Melville, la nuit

À marée

Ici, c’est le réveillon et j’ai trouvé une huître perlière. J’admire sa voilette, sa robe de velours. Je la nettoie du bout de la bouche, puis moins timide je m’aventure sans retenue.
J’en ai le goût plein la langue. Le sel, l’horizon, l’infini des profondeurs. Je bois la tasse à me noyer tandis que sa peau couleur d’écume ondule autour de moi en tempête. Sa respiration, c’est le ressac, le bruit des vagues qui se fracassent sur les rochers. Je ferme les yeux et je l’attends, inéluctable, irrégulière pour autant. Ça souffle, ça grogne, c’est immense et plein de vie.

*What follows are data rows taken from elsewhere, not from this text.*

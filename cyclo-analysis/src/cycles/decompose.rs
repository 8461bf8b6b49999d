//! Exact cycle decomposition by exhaustive subset search.

use cyclo_core::types::collections::FxHashSet;
use tracing::{debug, warn};

use crate::graph::Edge;

use super::types::{Cycle, Decomposition, FundamentalCycleBasis};

/// Find the subset of basis cycles whose edge-set XOR equals the target.
///
/// Subset sizes are tried in increasing order and combinations within a
/// size in lexicographic order, so the first match is a minimal-cardinality
/// decomposition with a deterministic tie-break. Returns `None` when no
/// subset matches, meaning the target is outside the cycle space spanned by
/// the basis (its edges are not drawn from the same graph, or the basis is
/// stale).
///
/// Worst case O(2^n) in the basis size. That is a scaling limit, not a
/// defect: intended basis sizes are a handful of non-tree edges, and the
/// engine bounds the search via `DecomposeConfig::max_basis_len`.
pub fn decompose(target: &Cycle, basis: &FundamentalCycleBasis) -> Option<Decomposition> {
    let target_set = target.edge_set();
    let basis_sets: Vec<FxHashSet<Edge>> = basis.iter().map(Cycle::edge_set).collect();
    let n = basis_sets.len();

    for size in 1..=n {
        let mut combos = Combinations::new(n, size);
        while let Some(indices) = combos.next() {
            let mut acc: FxHashSet<Edge> = FxHashSet::default();
            for &i in indices {
                xor_in_place(&mut acc, &basis_sets[i]);
            }
            if acc == target_set {
                debug!(size, ?indices, "decomposed target cycle");
                return Some(Decomposition::new(indices.iter().copied()));
            }
        }
    }

    warn!(
        basis = n,
        target_edges = target_set.len(),
        "target cycle is not decomposable over the fundamental basis"
    );
    None
}

/// Symmetric difference accumulated into `acc`.
fn xor_in_place(acc: &mut FxHashSet<Edge>, other: &FxHashSet<Edge>) {
    for edge in other {
        if !acc.remove(edge) {
            acc.insert(edge.clone());
        }
    }
}

/// Lexicographic k-combinations of `0..n`, yielded in place.
struct Combinations {
    n: usize,
    indices: Vec<usize>,
    started: bool,
    done: bool,
}

impl Combinations {
    fn new(n: usize, k: usize) -> Self {
        Self {
            n,
            indices: (0..k).collect(),
            started: false,
            done: k > n,
        }
    }

    fn next(&mut self) -> Option<&[usize]> {
        if self.done {
            return None;
        }
        if !self.started {
            self.started = true;
            return Some(&self.indices);
        }

        let k = self.indices.len();
        let mut i = k;
        while i > 0 {
            i -= 1;
            if self.indices[i] < self.n - k + i {
                self.indices[i] += 1;
                for j in i + 1..k {
                    self.indices[j] = self.indices[j - 1] + 1;
                }
                return Some(&self.indices);
            }
        }

        self.done = true;
        None
    }
}

#[cfg(test)]
mod tests {
    use super::*;
    use cyclo_core::NodeId;

    fn id(s: &str) -> NodeId {
        NodeId::new(s)
    }

    fn cycle(steps: &[(&str, &str)]) -> Cycle {
        Cycle::new(steps.iter().map(|(u, v)| (id(u), id(v))))
    }

    fn basis_of(cycles: Vec<Cycle>) -> FundamentalCycleBasis {
        FundamentalCycleBasis { cycles }
    }

    #[test]
    fn test_combinations_are_lexicographic() {
        let mut combos = Combinations::new(4, 2);
        let mut seen = Vec::new();
        while let Some(indices) = combos.next() {
            seen.push(indices.to_vec());
        }
        assert_eq!(
            seen,
            vec![
                vec![0, 1],
                vec![0, 2],
                vec![0, 3],
                vec![1, 2],
                vec![1, 3],
                vec![2, 3],
            ]
        );
    }

    #[test]
    fn test_combinations_full_size() {
        let mut combos = Combinations::new(3, 3);
        assert_eq!(combos.next(), Some(&[0, 1, 2][..]));
        assert_eq!(combos.next(), None);
    }

    #[test]
    fn test_combinations_oversized_is_empty() {
        let mut combos = Combinations::new(2, 3);
        assert_eq!(combos.next(), None);
    }

    #[test]
    fn test_xor_cancels_shared_edges() {
        let a = cycle(&[("a", "b"), ("b", "c"), ("c", "a")]).edge_set();
        let b = cycle(&[("a", "c"), ("c", "d"), ("d", "a")]).edge_set();
        let mut acc = FxHashSet::default();
        xor_in_place(&mut acc, &a);
        xor_in_place(&mut acc, &b);
        // The shared a-c edge cancels, leaving the outer 4-cycle.
        assert_eq!(acc.len(), 4);
        assert!(!acc.contains(&Edge::new(id("a"), id("c"))));
    }

    #[test]
    fn test_singleton_decomposition() {
        let c0 = cycle(&[("a", "b"), ("b", "c"), ("c", "a")]);
        let c1 = cycle(&[("a", "c"), ("c", "d"), ("d", "a")]);
        let basis = basis_of(vec![c0.clone(), c1]);

        let result = decompose(&c0, &basis).unwrap();
        assert_eq!(result.indices(), &[0]);
    }

    #[test]
    fn test_pair_decomposition() {
        let c0 = cycle(&[("a", "b"), ("b", "c"), ("c", "a")]);
        let c1 = cycle(&[("a", "c"), ("c", "d"), ("d", "a")]);
        let basis = basis_of(vec![c0, c1]);

        // XOR of the two triangles: the outer square a-b-c-d.
        let target = cycle(&[("a", "b"), ("b", "c"), ("c", "d"), ("d", "a")]);
        let result = decompose(&target, &basis).unwrap();
        assert_eq!(result.indices(), &[0, 1]);
    }

    #[test]
    fn test_foreign_cycle_is_not_decomposable() {
        let c0 = cycle(&[("a", "b"), ("b", "c"), ("c", "a")]);
        let basis = basis_of(vec![c0]);

        let target = cycle(&[("x", "y"), ("y", "z"), ("z", "x")]);
        assert!(decompose(&target, &basis).is_none());
    }

    #[test]
    fn test_empty_basis_decomposes_nothing() {
        let basis = basis_of(Vec::new());
        let target = cycle(&[("a", "b"), ("b", "c"), ("c", "a")]);
        assert!(decompose(&target, &basis).is_none());
    }
}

J’ai des algues plein le visage. Des griffes de crabes qui m’enserrent le crâne et m’attirent vers une grotte sous-marine emplie – dit-on – des trésors de tous les navires pirates échoués. J’ai la langue qui joue au tourbillon sur le rift.
Mes doigts sont des bernard-l’hermite, ils trouvent leur carapace à venir, se glissent dans le coquillage, s’installent, découvrent les parois, les lisseurs, les rugosités. Ils se promènent et c’est la tempête qui se déchaîne. C’est le cri à l’unisson d’un banc entier d’échassiers qui s’élèvent. Je suis pris dans la houle. Ma tête est projetée contre une paroi, j’ouvre la bouche pour répondre au SOS, mais déjà l’anémone me bâillonne. Je tente le morse à même la bouche. Chaque mot trait long trait court semble provoquer un nouveau glissement de plaque tectonique.

C’est le sol lui-même qui tremble alors que la murène mugit. C’est la complainte des fonds marins qui s’élèvent. J’ai des embruns plein le visage, l’océan qui me déferle dessus.

Le lit est une coquille de noix aux voiles trempées par le tsunami. Je suis échoué. Mon aimée est mon île exquise ; je me glisse dans ses bras d’atoll alors que les derniers rugissements du volcan qui l’a traversé résonnent encore autour de nous. Bientôt c’est le silence. Il ne reste que les vagues de nos âmes qui viennent bercer les corps enlacés.